Thwarting SQL Web Hacks


Fixing insecure Web code is up to site owners


Printer-friendly version Email this CRN article

The Web servers are all patched, configured to perfection, strong passwords and encrypted communication all around. Nothing but a divine act is going to compromise the security of the Web site. That is, nothing except a Web browser and a well-placed single quote.

That is precisely how hackers plugged themselves into the Web sites of Guess Jeans, PetCo, Tiffany's and scores of others. Unfortunately for PetCo, 500,000 customers' credit-card numbers were left vulnerable. After 90 days of embarrassing media coverage and apologetic press releases, the Federal Trade Commission served PetCo with a Civil Investigative Demand.

These attacks were not the result of a virus or worm or even a failure to patch against well-known security glitches. These attacks were under the control and responsibility of the Web sites themselves.

First, let's understand how these attacks work. Web sites respond to users who request URLs. A URL specifies what piece of information the user wants. The Web site's job is to fulfill the request. For example, let's say a user wants to read a particular news article. A typical URL would look like this: http://www.foo.com/news.asp?story=100

The URL essentially asks the "news.asp" Web application, located on www.foo.com, for news story 100 in the database. Breaking the URL down to its parts, "news.asp" is the actual software that's being invoked. To identify the requested article, "story" is a variable name with a value of 100.

After the Web application receives the request, the news.asp software will use the story value to create a SQL statement for querying the news database. A typical example of such a statement in its simplest form would be:

SELECT story from news where id ='100'

This SQL statement requests the story, which has an ID of 100, from the news database. Once news.asp receives the data, the Web page is created and sent to the user.
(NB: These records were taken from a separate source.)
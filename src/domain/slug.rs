use rand::distributions::Alphanumeric;
use rand::Rng;

const SUFFIX_LENGTH: usize = 6;
const MAX_BASE_LENGTH: usize = 40;

/// Builds a public slug from an establishment name plus a random suffix.
/// Calling it again for the same name yields a different candidate, which is
/// what the creation path relies on when a slug is already taken.
pub fn generate_slug<R: Rng>(name: &str, rng: &mut R) -> String {
    let base = slugify(name);
    let suffix: String = (0..SUFFIX_LENGTH)
        .map(|_| char::from(rng.sample(Alphanumeric)).to_ascii_lowercase())
        .collect();
    if base.is_empty() {
        suffix
    } else {
        format!("{}-{}", base, suffix)
    }
}

fn slugify(name: &str) -> String {
    let mut slug = String::with_capacity(name.len());
    for c in name.chars().flat_map(char::to_lowercase) {
        let c = fold_accent(c);
        if c.is_ascii_alphanumeric() {
            if slug.len() == MAX_BASE_LENGTH {
                break;
            }
            slug.push(c);
        } else if !slug.is_empty() && !slug.ends_with('-') {
            slug.push('-');
        }
    }
    slug.trim_end_matches('-').to_string()
}

fn fold_accent(c: char) -> char {
    match c {
        'á' | 'à' | 'â' | 'ã' | 'ä' => 'a',
        'é' | 'è' | 'ê' | 'ë' => 'e',
        'í' | 'ì' | 'î' | 'ï' => 'i',
        'ó' | 'ò' | 'ô' | 'õ' | 'ö' => 'o',
        'ú' | 'ù' | 'û' | 'ü' => 'u',
        'ç' => 'c',
        'ñ' => 'n',
        other => other,
    }
}
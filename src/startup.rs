use crate::authentication::AuthTokens;
use crate::billing::{BillingGateway, WebhookVerifier};
use crate::catchers::*;
use crate::configuration::Settings;
use crate::email::Email;
use crate::guards::CronSecret;
use crate::port_saver;
use crate::port_saver::Port;
use crate::routes::*;
use crate::store::Store;
use rocket::{Config, Ignite, Rocket};
use std::sync::Arc;

pub struct Application {
    pub server: Rocket<Ignite>,
    pub port: Port,
}

impl Application {
    /// Ignites the server with every collaborator managed as state. Port 0 binds a random port,
    /// readable from `port` once the server has lifted off.
    pub async fn build(
        configuration: &Settings,
        store: Arc<dyn Store>,
        email_client: Arc<dyn Email>,
        billing: Arc<dyn BillingGateway>,
    ) -> Result<Application, rocket::Error> {
        let (port_saver, port) = port_saver::create_pair();
        let application = &configuration.application;
        let server = rocket::custom(Config {
            port: application.port.unwrap_or(0),
            address: application.host,
            ..Config::debug_default()
        })
        .attach(port_saver)
        .manage(store)
        .manage(email_client)
        .manage(billing)
        .manage(AuthTokens::new(
            &configuration.auth,
            application.secure_cookies,
        ))
        .manage(WebhookVerifier::new(
            configuration.stripe.webhook_secret.clone(),
        ))
        .manage(CronSecret(application.cron_secret.clone()))
        .manage(ApplicationBaseUrl(
            application.base_url.trim_end_matches('/').to_string(),
        ))
        .manage(configuration.reports.clone())
        .mount(
            "/",
            routes![
                health,
                register,
                login,
                logout,
                me,
                list_establishments,
                create_establishment,
                get_establishment,
                update_establishment,
                public_establishment,
                submit_feedback,
                create_checkout,
                create_portal,
                stripe_webhook,
                weekly_report,
                weekly_reports,
                test_weekly_report,
                send_test_email,
            ],
        )
        .register(
            "/",
            catchers![
                bad_request,
                unauthorized,
                forbidden,
                not_found,
                unprocessable_entity_to_bad_request,
                internal_error,
            ],
        )
        .ignite()
        .await?;
        Ok(Application { server, port })
    }
}
use crate::helpers::{assert_error_message, spawn_app};
use chrono::{Duration, Utc};
use dizai::domain::{Rating, SubscriptionStatus};
use serde_json::{json, Value};

#[tokio::test]
async fn creating_an_establishment_requires_an_active_subscription() {
    // arrange
    let app = spawn_app().await;
    app.register_user().await;

    // act
    let response = app
        .post_json("/establishments", &json!({ "name": "Padaria Pão Quente" }))
        .await;

    // assert
    assert_eq!(403, response.status().as_u16());
}

#[tokio::test]
async fn creating_an_establishment_requires_a_session() {
    // arrange
    let app = spawn_app().await;

    // act
    let response = app
        .post_json("/establishments", &json!({ "name": "Padaria Pão Quente" }))
        .await;

    // assert
    assert_eq!(401, response.status().as_u16());
}

#[tokio::test]
async fn a_subscriber_can_create_an_establishment() {
    // arrange
    let app = spawn_app().await;
    let user = app.register_subscriber().await;

    // act
    let establishment = app.create_establishment("Padaria Pão Quente").await;

    // assert
    assert_eq!(establishment.name, "Padaria Pão Quente");
    assert!(establishment.slug.starts_with("padaria-pao-quente-"));
    assert_eq!(establishment.alert_email, user.email);
    assert_eq!(establishment.user_id, user.id);
    assert!(establishment.weekly_reports_enabled);
}

#[tokio::test]
async fn past_due_subscribers_keep_access() {
    // arrange
    let app = spawn_app().await;
    let user = app.register_user().await;
    app.set_subscription(user.id, SubscriptionStatus::PastDue)
        .await;

    // act
    let response = app
        .post_json(
            "/establishments",
            &json!({ "name": "Bar do Zé", "alertEmail": "alertas@bardoze.com" }),
        )
        .await;

    // assert
    assert_eq!(200, response.status().as_u16());
    let body: Value = response.json().await.unwrap();
    assert_eq!(body["establishment"]["alert_email"], "alertas@bardoze.com");
}

#[tokio::test]
async fn creating_an_establishment_without_a_name_is_a_400() {
    // arrange
    let app = spawn_app().await;
    app.register_subscriber().await;

    for body in [json!({}), json!({ "name": "   " })] {
        // act
        let response = app.post_json("/establishments", &body).await;

        // assert
        assert_eq!(400, response.status().as_u16());
        let body: Value = response.json().await.unwrap();
        assert_error_message(&body, "Nome é obrigatório");
    }
}

#[tokio::test]
async fn establishments_are_listed_per_owner() {
    // arrange
    let app = spawn_app().await;
    app.register_subscriber().await;
    let first = app.create_establishment("Primeira").await;
    let second = app.create_establishment("Segunda").await;

    // act
    let body: Value = app.get("/establishments").await.json().await.unwrap();

    // assert
    let ids: Vec<_> = body["establishments"]
        .as_array()
        .unwrap()
        .iter()
        .map(|e| e["id"].as_str().unwrap().to_string())
        .collect();
    assert_eq!(ids, vec![second.id.to_string(), first.id.to_string()]);

    app.post_json("/auth/logout", &json!({})).await;
    app.register_user().await;
    let body: Value = app.get("/establishments").await.json().await.unwrap();
    assert_eq!(body["establishments"], json!([]));
}

#[tokio::test]
async fn details_include_filtered_feedbacks_and_overall_stats() {
    // arrange
    let app = spawn_app().await;
    app.register_subscriber().await;
    let establishment = app.create_establishment("Café Central").await;
    let now = Utc::now();
    app.add_feedback_at(establishment.id, Rating::Great, None, now - Duration::hours(1)).await;
    app.add_feedback_at(establishment.id, Rating::Great, None, now - Duration::hours(2)).await;
    app.add_feedback_at(establishment.id, Rating::Bad, Some("frio"), now - Duration::hours(3)).await;
    app.add_feedback_at(establishment.id, Rating::Okay, None, now - Duration::days(10)).await;

    // act
    let all: Value = app
        .get(&format!("/establishments/{}", establishment.id))
        .await
        .json()
        .await
        .unwrap();
    let recent_bad: Value = app
        .get(&format!(
            "/establishments/{}?days=7&rating=bad",
            establishment.id
        ))
        .await
        .json()
        .await
        .unwrap();
    let last_week: Value = app
        .get(&format!("/establishments/{}?days=7", establishment.id))
        .await
        .json()
        .await
        .unwrap();

    // assert
    assert_eq!(all["feedbacks"].as_array().unwrap().len(), 4);
    assert_eq!(all["stats"], json!({ "total": 4, "happiness": 50, "issues": 1 }));
    assert_eq!(recent_bad["feedbacks"].as_array().unwrap().len(), 1);
    assert_eq!(recent_bad["feedbacks"][0]["comment"], "frio");
    assert_eq!(recent_bad["stats"]["total"], 4);
    assert_eq!(last_week["feedbacks"].as_array().unwrap().len(), 3);
}

#[tokio::test]
async fn other_owners_cannot_see_an_establishment() {
    // arrange
    let app = spawn_app().await;
    app.register_subscriber().await;
    let establishment = app.create_establishment("Privado").await;
    app.post_json("/auth/logout", &json!({})).await;
    app.register_subscriber().await;

    // act
    let response = app
        .get(&format!("/establishments/{}", establishment.id))
        .await;

    // assert
    assert_eq!(403, response.status().as_u16());
    let body: Value = response.json().await.unwrap();
    assert_error_message(&body, "Acesso negado");
}

#[tokio::test]
async fn unknown_or_malformed_ids_are_a_404() {
    // arrange
    let app = spawn_app().await;
    app.register_user().await;

    for id in [uuid::Uuid::new_v4().to_string(), "not-a-uuid".to_string()] {
        // act
        let response = app.get(&format!("/establishments/{}", id)).await;

        // assert
        assert_eq!(404, response.status().as_u16());
    }
}

#[tokio::test]
async fn settings_can_be_updated_by_the_owner() {
    // arrange
    let app = spawn_app().await;
    app.register_subscriber().await;
    let establishment = app.create_establishment("Antigo Nome").await;
    let path = format!("/establishments/{}", establishment.id);

    // act
    let response = app
        .put_json(
            &path,
            &json!({
                "name": "Novo Nome",
                "alertEmail": "",
                "googleReviewUrl": "https://g.page/r/novo/review",
                "showGoogleReviewPrompt": true,
                "weeklyReportsEnabled": false
            }),
        )
        .await;

    // assert
    assert_eq!(200, response.status().as_u16());
    let body: Value = response.json().await.unwrap();
    let updated = &body["establishment"];
    assert_eq!(updated["name"], "Novo Nome");
    assert_eq!(updated["alert_email"], establishment.alert_email);
    assert_eq!(updated["google_review_url"], "https://g.page/r/novo/review");
    assert_eq!(updated["show_google_review_prompt"], true);
    assert_eq!(updated["weekly_reports_enabled"], false);
    assert_eq!(updated["slug"], establishment.slug);

    let cleared: Value = app
        .put_json(&path, &json!({ "googleReviewUrl": null }))
        .await
        .json()
        .await
        .unwrap();
    assert_eq!(cleared["establishment"]["google_review_url"], Value::Null);
    assert_eq!(cleared["establishment"]["name"], "Novo Nome");
}

#[tokio::test]
async fn invalid_settings_are_rejected() {
    // arrange
    let app = spawn_app().await;
    app.register_subscriber().await;
    let establishment = app.create_establishment("Loja").await;
    let path = format!("/establishments/{}", establishment.id);

    for body in [
        json!({ "alertEmail": "not-an-email" }),
        json!({ "googleReviewUrl": "ftp://example.com" }),
    ] {
        // act
        let response = app.put_json(&path, &body).await;

        // assert
        assert_eq!(400, response.status().as_u16(), "payload {} was accepted", body);
    }
}
use crate::domain::{SubscriptionStatus, UserEmail};
use chrono::{DateTime, Utc};
use secrecy::Secret;
use uuid::Uuid;

#[derive(Debug, Clone)]
pub struct User {
    pub id: Uuid,
    pub email: String,
    pub password_hash: Secret<String>,
    pub stripe_customer_id: Option<String>,
    pub stripe_subscription_id: Option<String>,
    pub subscription_status: SubscriptionStatus,
    pub subscription_end_date: Option<DateTime<Utc>>,
    pub created_at: DateTime<Utc>,
}

impl User {
    pub fn has_access(&self, now: DateTime<Utc>) -> bool {
        self.subscription_status
            .grants_access(self.subscription_end_date, now)
    }
}

pub struct NewUser {
    pub email: UserEmail,
    pub password_hash: Secret<String>,
}

/// Partial update of a user's billing fields. `None` leaves a column as is.
#[derive(Debug, Clone, Default, PartialEq, Eq)]
pub struct SubscriptionUpdate {
    pub status: Option<SubscriptionStatus>,
    pub stripe_customer_id: Option<String>,
    pub stripe_subscription_id: Option<String>,
    pub end_date: Option<DateTime<Utc>>,
}

impl SubscriptionUpdate {
    pub fn is_empty(&self) -> bool {
        self.status.is_none()
            && self.stripe_customer_id.is_none()
            && self.stripe_subscription_id.is_none()
            && self.end_date.is_none()
    }

    pub fn apply_to(&self, user: &mut User) {
        if let Some(status) = self.status {
            user.subscription_status = status;
        }
        if let Some(customer_id) = &self.stripe_customer_id {
            user.stripe_customer_id = Some(customer_id.clone());
        }
        if let Some(subscription_id) = &self.stripe_subscription_id {
            user.stripe_subscription_id = Some(subscription_id.clone());
        }
        if let Some(end_date) = self.end_date {
            user.subscription_end_date = Some(end_date);
        }
    }
}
It is entirely possible that the news.asp Web application did not properly sanity-check the incoming "100" value, meaning the application did not verify whether 100 fell in the range of expected values. If the user-supplied data is not properly sanity-checked, an attacker could alter the resulting SQL statement to one of his choosing. Repercussions of this oversight could include complete access to the back-end database, including credit-card numbers.

Let's analyze this further and see how this incident could happen. Instead of just a value of 100, what happens if an attacker were to put the following string into the story value:

http://www.foo.com/news.asp?story='100'UNION SELECT number from creditcards where type='visa'

This effectively makes the SQL statement:

SELECT story from news where id='100' UNION SELECT number from creditcards where type='visa'

The resulting SQL statement not only asks for story 100, but also asks for all the Visa credit-card numbers as well. Because the attacker's user-supplied input was not properly sanity-checked before being used, the SQL statement was maliciously altered.

Patching a Web server against the buffer overflow vulnerability of the week will not protect your clients against becoming another PetCo. The Web server software vendors, such as Apache and Microsoft, do not supply the online banking software. For many organizations on the Web, Web site code is unique and custom-written. This means Web-server vendors are not able to supply a security patch for buggy Web-application code. The application developers must write and implement their own fixes.

Web-site security administrators are left to defend themselves without any resources beyond their own development group. So with firewalls, SSL and patches only offering limited protection for the Web application, what's the diligent course of action? The answer is simple, yet not easy to implement. Web site code should at least be reasonably secure before being released to the public and, of course, should remain secure once it gets there.

When you get right down to it, there simply is no substitute for secure coding practices. An ounce of prevention is worth a pound of cure, and software development is no different. We need to pragmatically approach the development process when it comes to security. Web-application code must undergo quality assurance (QA) testing for security as well as usability. This includes code already serving customers. If you're not sure of the security of your Web site, security assessments can be a low impact and inexpensive way to estimate today's risk.

Organizations handle QA testing either by internal staff or external consultants. Developers themselves should not perform their own QAs. A new set of eyes is essential for an independent security review of software. Whoever is tasked with the security QA function should be an experienced Web-security expert. This ensures that during the review, the Web site gets the most bang for the buck. As a lasting measure, organizations should have independent experts perform regular security assessments on their Web sites as the code is updated. These assessments help prevent the negative security impact of new code by presenting a current hacker's-eye view of the Web site.

Hackers can take all day and all night for as long as they want to find one single chink in the armor. Web-site owners, on the other hand, must protect against every conceivable attack all the time, no matter what. It's not hard to see why systems are constantly compromised. Given the circumstances, no one is asked to be perfect, just to do the best they can to limit the risks. But nothing should be as easy as what happened in the cases of Guess, PetCo and Tiffany's.

For the moment, we still have the opportunity to dictate our own security policies before they are forced upon us by an unfortunate incident. Fixing insecure Web code is a corporate responsibility, not a vendor expectation.